Hollywood (and its TV equivalents) are often condemned for failing to provide opportunities for members of minority groups. These days, racial and gender minorities are starting to make headway, but the disabled community is still far behind. Sebastian’s and my current crime-drama-of-choice is Lie To Me. In the third season, Shoshannah Stern – an actress who was born deaf – plays a deaf character. She’s a minor character, but it’s reminded me that while the industry isn’t innocent, some of the fault lies with the writers.

How many disabled characters do you find written into the great novels of our time? How many deaf or blind or wheelchair-bound heroes and heroines can you name? For me the answer is not many, and they don’t appear much in my own writing either.
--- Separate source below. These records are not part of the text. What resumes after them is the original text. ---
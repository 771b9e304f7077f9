//! SeaORM entity definitions
//!
//! These are database-specific entities separate from domain models.
//! Table and column names are the contract with the relational store.

pub mod order;
pub mod order_product;
pub mod product;
pub mod product_variant;
pub mod review;
pub mod search_outbox;
pub mod user;
pub mod variant_image;
pub mod variant_tag;
//! Catalog Service - HTTP write layer for the storefront catalog.

use clap::{Parser, Subcommand};
use tracing_subscriber::{layer::SubscriberExt, util::SubscriberInitExt};

use catalog_service_lib::{config::CatalogServiceConfig, JobsAction, MigrateAction};

#[derive(Parser)]
#[command(name = "catalog-service")]
#[command(about = "Catalog write service")]
struct Cli {
    #[command(subcommand)]
    command: Commands,
}

#[derive(Subcommand)]
enum Commands {
    /// Start the HTTP server
    Serve {
        #[arg(long, env = "CATALOG_SERVICE_HOST")]
        host: Option<String>,
        #[arg(long, env = "CATALOG_SERVICE_PORT")]
        port: Option<u16>,
    },
    /// Database migration commands
    Migrate {
        #[command(subcommand)]
        action: MigrateCommands,
    },
    /// Search outbox relay commands
    Jobs {
        #[command(subcommand)]
        action: JobsCommands,
    },
}

#[derive(Subcommand)]
enum MigrateCommands {
    /// Run pending migrations
    Up,
    /// Rollback last migration
    Down,
    /// Show migration status
    Status,
    /// Reset database and run all migrations
    Fresh,
}

#[derive(Subcommand)]
enum JobsCommands {
    /// Start the outbox relay worker
    Work,
    /// Show outbox queue depth
    Status,
    /// Remove delivered outbox entries
    Purge {
        /// Only remove entries delivered more than this many hours ago
        #[arg(long, default_value_t = 168)]
        older_than_hours: i64,
    },
}

#[tokio::main]
async fn main() -> Result<(), Box<dyn std::error::Error>> {
    // Load environment variables
    dotenvy::dotenv().ok();

    // Initialize tracing
    tracing_subscriber::registry()
        .with(
            tracing_subscriber::EnvFilter::try_from_default_env()
                .unwrap_or_else(|_| "info".into()),
        )
        .with(tracing_subscriber::fmt::layer())
        .init();

    let cli = Cli::parse();
    let mut config = CatalogServiceConfig::from_env();
    tracing::debug!(?config, "Configuration loaded");

    match cli.command {
        Commands::Serve { host, port } => {
            if let Some(host) = host {
                config.service.host = host;
            }
            if let Some(port) = port {
                config.service.port = port;
            }
            catalog_service_lib::run_server(config).await?;
        }
        Commands::Migrate { action } => {
            let migrate_action = match action {
                MigrateCommands::Up => MigrateAction::Up,
                MigrateCommands::Down => MigrateAction::Down,
                MigrateCommands::Status => MigrateAction::Status,
                MigrateCommands::Fresh => MigrateAction::Fresh,
            };
            catalog_service_lib::run_migrations(&config, migrate_action).await?;
        }
        Commands::Jobs { action } => {
            let jobs_action = match action {
                JobsCommands::Work => JobsAction::Work,
                JobsCommands::Status => JobsAction::Status,
                JobsCommands::Purge { older_than_hours } => JobsAction::Purge { older_than_hours },
            };
            catalog_service_lib::run_jobs(&config, jobs_action).await?;
        }
    }

    Ok(())
}
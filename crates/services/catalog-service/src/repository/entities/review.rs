//! Review database entity for SeaORM.

use sea_orm::entity::prelude::*;

use domain::Review;

#[derive(Clone, Debug, PartialEq, DeriveEntityModel)]
#[sea_orm(table_name = "reviews")]
pub struct Model {
    #[sea_orm(primary_key)]
    pub id: i32,
    pub rating: f32,
    pub user_id: Uuid,
    pub product_id: i32,
    #[sea_orm(column_type = "Text")]
    pub comment: String,
    pub created: DateTimeUtc,
}

#[derive(Copy, Clone, Debug, EnumIter, DeriveRelation)]
pub enum Relation {
    #[sea_orm(
        belongs_to = "super::user::Entity",
        from = "Column::UserId",
        to = "super::user::Column::Id",
        on_delete = "Cascade"
    )]
    User,
    #[sea_orm(
        belongs_to = "super::product::Entity",
        from = "Column::ProductId",
        to = "super::product::Column::Id",
        on_delete = "Cascade"
    )]
    Product,
}

impl Related<super::user::Entity> for Entity {
    fn to() -> RelationDef {
        Relation::User.def()
    }
}

impl Related<super::product::Entity> for Entity {
    fn to() -> RelationDef {
        Relation::Product.def()
    }
}

impl ActiveModelBehavior for ActiveModel {}

impl From<Model> for Review {
    fn from(model: Model) -> Self {
        Review {
            id: model.id,
            user_id: model.user_id,
            product_id: model.product_id,
            rating: model.rating,
            comment: model.comment,
            created: model.created,
        }
    }
}
//! Variant service - create, edit and delete product variants.
//!
//! Every write runs in one transaction together with its search outbox
//! entry. The index is updated after commit and the affected views are
//! invalidated last.

use std::sync::Arc;

use async_trait::async_trait;
use tracing::info;
use validator::Validate;

use common::{ActionResult, AppError, AppResult, OptionExt};
use domain::{
    product_path, Clock, ProductId, UpsertVariant, VariantId, VariantWithChildren,
    MSG_VARIANT_DELETE_FAILED, MSG_VARIANT_FAILED, PATH_DASHBOARD_PRODUCTS,
};

use crate::infra::{Persistence, ViewInvalidator};
use crate::search::{object_id, IndexOperation, SearchDocument, SearchPatch, SearchSync};
use crate::with_transaction;

#[cfg(any(test, feature = "test-utils"))]
use mockall::automock;

#[cfg_attr(any(test, feature = "test-utils"), automock)]
#[async_trait]
pub trait VariantService: Send + Sync {
    /// Create a variant, or rewrite one when `edit_mode` is set.
    /// Returns `"Added {productType}"` or `"Edited {productType}"`.
    async fn upsert_variant(&self, input: UpsertVariant) -> AppResult<String>;

    /// Variant with ordered images and tags.
    async fn get_variant(&self, id: VariantId) -> AppResult<VariantWithChildren>;

    /// Delete a variant and everything it owns. Returns `"Deleted {productType}"`.
    async fn delete_variant(&self, id: VariantId) -> AppResult<String>;
}

pub struct VariantManager {
    persistence: Persistence,
    sync: SearchSync,
    views: Arc<dyn ViewInvalidator>,
    clock: Arc<dyn Clock>,
}

impl VariantManager {
    pub fn new(
        persistence: Persistence,
        sync: SearchSync,
        views: Arc<dyn ViewInvalidator>,
        clock: Arc<dyn Clock>,
    ) -> Self {
        Self {
            persistence,
            sync,
            views,
            clock,
        }
    }

    async fn revalidate(&self, product_id: ProductId) {
        self.views.revalidate_path(PATH_DASHBOARD_PRODUCTS).await;
        self.views.revalidate_path(&product_path(product_id)).await;
    }

    async fn edit(&self, id: VariantId, input: UpsertVariant) -> AppResult<String> {
        let now = self.clock.now();
        let product_type = input.product_type.clone();

        let (product_id, outbox_id) = with_transaction!(self.persistence, |ctx| {
            let variants = ctx.variants();
            let variant = variants
                .update(id, input.color.clone(), input.product_type.clone(), now)
                .await?;
            variants.replace_tags(id, &input.tags).await?;
            variants.replace_images(id, &input.images).await?;

            let patch = SearchPatch::for_edit(&variant, &input);
            let outbox_id =
                SearchSync::enqueue(&ctx, &IndexOperation::PartialUpdate { patch }, now).await?;
            Ok::<_, AppError>((variant.product_id, outbox_id))
        })?;

        info!(variant_id = id, product_id, "Variant edited");
        self.sync.deliver(outbox_id).await;
        self.revalidate(product_id).await;

        Ok(format!("Edited {}", product_type))
    }

    async fn create(&self, input: UpsertVariant) -> AppResult<String> {
        let now = self.clock.now();
        let product_id = input.product_id;
        let product_type = input.product_type.clone();

        let (variant_id, outbox_id) = with_transaction!(self.persistence, |ctx| {
            let product = ctx
                .products()
                .find_by_id(input.product_id)
                .await?
                .ok_or_not_found()?;

            let variants = ctx.variants();
            let variant = variants
                .insert(product.id, input.color.clone(), input.product_type.clone(), now)
                .await?;
            variants.replace_tags(variant.id, &input.tags).await?;
            variants.replace_images(variant.id, &input.images).await?;

            let document = SearchDocument::for_variant(&product, &variant, input.first_image_url());
            let outbox_id =
                SearchSync::enqueue(&ctx, &IndexOperation::Save { document }, now).await?;
            Ok::<_, AppError>((variant.id, outbox_id))
        })?;

        info!(variant_id, product_id, "Variant created");
        self.sync.deliver(outbox_id).await;
        self.revalidate(product_id).await;

        Ok(format!("Added {}", product_type))
    }
}

#[async_trait]
impl VariantService for VariantManager {
    async fn upsert_variant(&self, input: UpsertVariant) -> AppResult<String> {
        input.validate()?;

        match input.edit_target()? {
            Some(id) => self.edit(id, input).await,
            None => self.create(input).await,
        }
    }

    async fn get_variant(&self, id: VariantId) -> AppResult<VariantWithChildren> {
        self.persistence
            .variants()
            .find_with_children(id)
            .await?
            .ok_or_not_found()
    }

    async fn delete_variant(&self, id: VariantId) -> AppResult<String> {
        let now = self.clock.now();

        let (product_id, product_type, outbox_id) = with_transaction!(self.persistence, |ctx| {
            let variants = ctx.variants();
            let variant = variants.find_by_id(id).await?.ok_or_not_found()?;
            variants.delete(id).await?;

            let operation = IndexOperation::Delete {
                object_id: object_id(id),
            };
            let outbox_id = SearchSync::enqueue(&ctx, &operation, now).await?;
            Ok::<_, AppError>((variant.product_id, variant.product_type, outbox_id))
        })?;

        info!(variant_id = id, product_id, "Variant deleted");
        self.sync.deliver(outbox_id).await;
        self.revalidate(product_id).await;

        Ok(format!("Deleted {}", product_type))
    }
}

/// `{success}`/`{error}` boundary for [`VariantService::upsert_variant`].
pub async fn upsert_variant_action(
    service: &dyn VariantService,
    input: UpsertVariant,
) -> ActionResult<String> {
    ActionResult::from_result(service.upsert_variant(input).await, |err| {
        validation_or(err, MSG_VARIANT_FAILED)
    })
}

/// `{success}`/`{error}` boundary for [`VariantService::delete_variant`].
pub async fn delete_variant_action(
    service: &dyn VariantService,
    id: VariantId,
) -> ActionResult<String> {
    ActionResult::from_result(service.delete_variant(id).await, |err| {
        validation_or(err, MSG_VARIANT_DELETE_FAILED)
    })
}

/// Validation messages pass through; everything else gets `fallback`.
pub(crate) fn validation_or(err: &AppError, fallback: &str) -> String {
    match err {
        AppError::Validation(msg) => msg.clone(),
        _ => fallback.to_string(),
    }
}
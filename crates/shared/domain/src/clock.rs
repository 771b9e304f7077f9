//! Time source for write timestamps.

use chrono::{DateTime, Utc};

/// Supplies `created`/`updated` values to the write services.
pub trait Clock: Send + Sync {
    fn now(&self) -> DateTime<Utc>;
}

/// Wall clock.
#[derive(Debug, Clone, Copy, Default)]
pub struct SystemClock;

impl Clock for SystemClock {
    fn now(&self) -> DateTime<Utc> {
        Utc::now()
    }
}

/// Clock pinned to one instant.
#[derive(Debug, Clone, Copy)]
pub struct FixedClock(pub DateTime<Utc>);

impl Clock for FixedClock {
    fn now(&self) -> DateTime<Utc> {
        self.0
    }
}
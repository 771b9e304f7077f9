//! Variant handlers.

use axum::{
    extract::{Extension, Path, State},
    response::Json,
    routing::{get, post},
    Router,
};

use common::{ActionResult, AppResult};
use domain::{CurrentUser, UpsertVariant, VariantId, VariantWithChildren};

use crate::api::auth::{identity, require_admin};
use crate::api::AppState;
use crate::service::{delete_variant_action, upsert_variant_action};

/// Create variant routes
pub fn variant_routes() -> Router<AppState> {
    Router::new()
        .route("/variants", post(upsert_variant))
        .route("/variants/:id", get(get_variant).delete(delete_variant))
}

/// Create or edit a variant (admin only)
#[utoipa::path(
    post,
    path = "/variants",
    tag = "Variants",
    security(("bearer_auth" = [])),
    request_body = UpsertVariant,
    responses(
        (status = 200, description = "`{success}` or `{error}` envelope"),
        (status = 401, description = "Unauthorized"),
        (status = 403, description = "Forbidden - Admin only")
    )
)]
pub async fn upsert_variant(
    State(state): State<AppState>,
    user: Option<Extension<CurrentUser>>,
    Json(input): Json<UpsertVariant>,
) -> AppResult<Json<ActionResult<String>>> {
    let user = identity(user);
    require_admin(user.as_ref())?;

    Ok(Json(
        upsert_variant_action(state.variant_service.as_ref(), input).await,
    ))
}

/// Get a variant with its images and tags
#[utoipa::path(
    get,
    path = "/variants/{id}",
    tag = "Variants",
    params(
        ("id" = i32, Path, description = "Variant ID")
    ),
    responses(
        (status = 200, description = "Variant with images and tags", body = VariantWithChildren),
        (status = 404, description = "Variant not found")
    )
)]
pub async fn get_variant(
    State(state): State<AppState>,
    Path(id): Path<VariantId>,
) -> AppResult<Json<VariantWithChildren>> {
    let variant = state.variant_service.get_variant(id).await?;
    Ok(Json(variant))
}

/// Delete a variant (admin only)
#[utoipa::path(
    delete,
    path = "/variants/{id}",
    tag = "Variants",
    security(("bearer_auth" = [])),
    params(
        ("id" = i32, Path, description = "Variant ID")
    ),
    responses(
        (status = 200, description = "`{success}` or `{error}` envelope"),
        (status = 401, description = "Unauthorized"),
        (status = 403, description = "Forbidden - Admin only")
    )
)]
pub async fn delete_variant(
    State(state): State<AppState>,
    user: Option<Extension<CurrentUser>>,
    Path(id): Path<VariantId>,
) -> AppResult<Json<ActionResult<String>>> {
    let user = identity(user);
    require_admin(user.as_ref())?;

    Ok(Json(
        delete_variant_action(state.variant_service.as_ref(), id).await,
    ))
}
Is this because of some subconscious prejudice? Or because I don’t know many disabled people to bring these characters to the forefront of my mind? Possibly, but I think there is also an element of fear (or, if you prefer, laziness – I’m not good at researching before I write). Last week I mentioned the challenges of writing a character of a different gender, but gender lines are blurry and for the most part the gender of a character has very little effect on their everyday life. A severe disability affects everything. I’m not talking about pity here, I’m talking about practicalities. I have no idea how (as in literally, not emotionally) disabled people do many of the things they not only do, but take for granted. And until I learn that, I don’t think I could write a disabled character with integrity.

But if most writers feel that way, and most writers are able-bodied, we can’t blame Hollywood for not offering decent roles – we’re not offering them to Hollywood either.


Filed under Writing

6 responses to “Statistics and Responsibilities

  1. Dear Jen,

    A lot of good questions. It kind of makes me glad that my main character in my novel is disabled. It’s in her character to rise above her physical limitations. I suddenly feel very good about my muse’s choice. 😉



    • As someone who is looked upon (but doesn’t necessarily feel i am myself) as disabled, i can relate to this…i am continually offered seats on the ttc (and do not always want them) and am asked if i need help…i’ve being coping withthis for most of my life (it’s gotten worse as i’ve gotten older), but i’m dealing with being me and i’d like to think i’m doing ok…

      • Rochelle – great work on your Muse’s part, and since you’re fantastic at research, I’m sure your character will have great believability.
        Patricia – That’s an interesting point too, and perhaps one of the reasons I would be wary of writing from the POV of a character with a substantial disability. It’s very easy from the outside to assume what someone’s life is like for whatever reason (class, physical characteristics, sexuality, etc etc) and to be way off piste.

  2. Good thoughts, Jen. We loved “Lie to Me” and wish it hadn’t been taken off the air. I’m trying to think of characters who are disabled and the first two that came to mind were Tiny Tim and Mary Ingalls. “Ironside” was in a wheelchair. But those are all older. Most TV programs and movies now have all the other “correct” groups–woman, minorities, Asians, GLTB, and whoever else might qualify–but not disabled.


  3. Jen, just out of curiosity, I Googled and found this: and this: Also thought of Helen Keller although, of course, that’s non-fiction.


    • Interesting links, Janet, and definitely some good takes on these issues and some I’m interested to look for. Learning and other mental disabilities are way ahead of more physical ones in terms of frequency of appearance in fiction – although usually portrayed by so-called normal actors (Dustin Hoffman in Rain Man, for example, or any of the psychopathic murders we can think of.)